Die Entwicklung, Erprobung und Evaluation von komplexen Kompetenzaufgaben für (potenziell) leistungsstarke Schülerinnen und Schüler der Sekundarstufe I und II in der ersten Fremdsprache ist das Ziel von Teilprojekt 18. Entscheidend ist die Berücksichtigung der Diversitätsfaktoren in den Lerngruppen. Im Verlauf der Aufgabenbearbeitung stehen die kognitiven, sprachlich-diskursiven und interaktionalen Prozesse im Mittelpunkt. Zudem werden die Merkmale erhoben, die die Lernerträge besonders leistungsstarker Schülerinnen und Schüler kennzeichnen. Das diversitäts- und differenzierungsfördernde Potenzial der Aufgaben und die initiierten Lern- und Arbeitsprozesse werden unterrichtsempirisch erforscht und Lern- und Arbeitsergebnisse werden qualitativ beschrieben.
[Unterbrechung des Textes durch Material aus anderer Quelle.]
//! Known overlay selector catalogs: the literal lists the pre-check scans
//! for before letting a step touch the page. Non-critical overlays (cookie
//! banners) are auto-dismissed; modals are critical -- if a dismiss attempt
//! doesn't clear them, the page is reported not ready.

/// Buttons/controls that close a blocking modal dialog.
pub const MODAL_DISMISS_SELECTORS: &[&str] = &[
    r#"[data-dismiss="modal"]"#,
    r#"[aria-label="Close"]"#,
    r#"[aria-label="close"]"#,
    ".modal-close",
    ".close-button",
    ".close-modal",
    ".btn-close",
    r#"button:has-text("Close")"#,
    r#"button:has-text("×")"#,
    ".modal-header button",
];

/// Accept/dismiss controls for cookie-consent banners -- non-critical, safe
/// to click through without affecting the step under test.
pub const COOKIE_BANNER_SELECTORS: &[&str] = &[
    r#"[data-testid*="cookie"] button"#,
    r#"[class*="cookie"] button:has-text("Accept")"#,
    r#"[class*="cookie"] button:has-text("OK")"#,
    r#"[class*="cookie"] button:has-text("Got it")"#,
    r#"[class*="cookie"] button:has-text("I agree")"#,
    r#"[class*="consent"] button"#,
    "#cookie-accept",
    ".cookie-accept",
    "#accept-cookies",
    ".accept-cookies",
    r#"[aria-label*="cookie"] button"#,
    ".cc-btn.cc-dismiss",
    r#"[class*="gdpr"] button"#,
];

/// Indicators that the page is still loading -- not dismissible by clicking,
/// just grounds for "not ready yet".
pub const LOADING_INDICATORS: &[&str] = &[
    ".loading",
    ".spinner",
    ".loader",
    r#"[class*="loading"]"#,
    r#"[class*="spinner"]"#,
    r#"[data-loading="true"]"#,
    ".MuiCircularProgress-root",
    ".ant-spin",
    ".sk-spinner",
];

/// Indicators an inline error/validation message surfaced.
pub const ERROR_INDICATORS: &[&str] = &[
    ".error-toast",
    r#"[role="alert"]"#,
    ".error-message",
    ".field-error",
    ".toast-error",
    ".Mui-error",
    ".ant-form-item-explain-error",
];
Das Konzept der komplexen Aufgaben in der Lehrerbildung und der Unterrichtsentwicklung als Instrument der Potenzial- und Leistungsförderung sowie der diversitätssensiblen Differenzierung wird erprobt, weiterentwickelt und etabliert.

Programm/Durchführung

Das Forscherteam in Teilprojekt 18 entwickelt zu Beginn mit den Englischlehrpersonen individuell komplexe Aufgaben für die ausgewählte Lerngruppe. Die Durchführung der Aufgaben wird aufgezeichnet und analysiert. Während des gesamten Projektverlaufs geht es um eine kontinuierliche Weiterentwicklung und Optimierung komplexer Aufgaben, der Prozessbegleitung und der Beschreibung der qualitativen Merkmale der Lernerträge in enger Zusammenarbeit mit den beteiligten Lehrpersonen. Die Einsichten zum Arbeitsprozess, den Lernergebnissen und den leistungsentdeckenden sowie –fördernden Potenzialen werden hier sowie aus empirischen Erhebungen durch Befragungen und Interviews mit Akteuren der Schulgemeinschaft gewonnen.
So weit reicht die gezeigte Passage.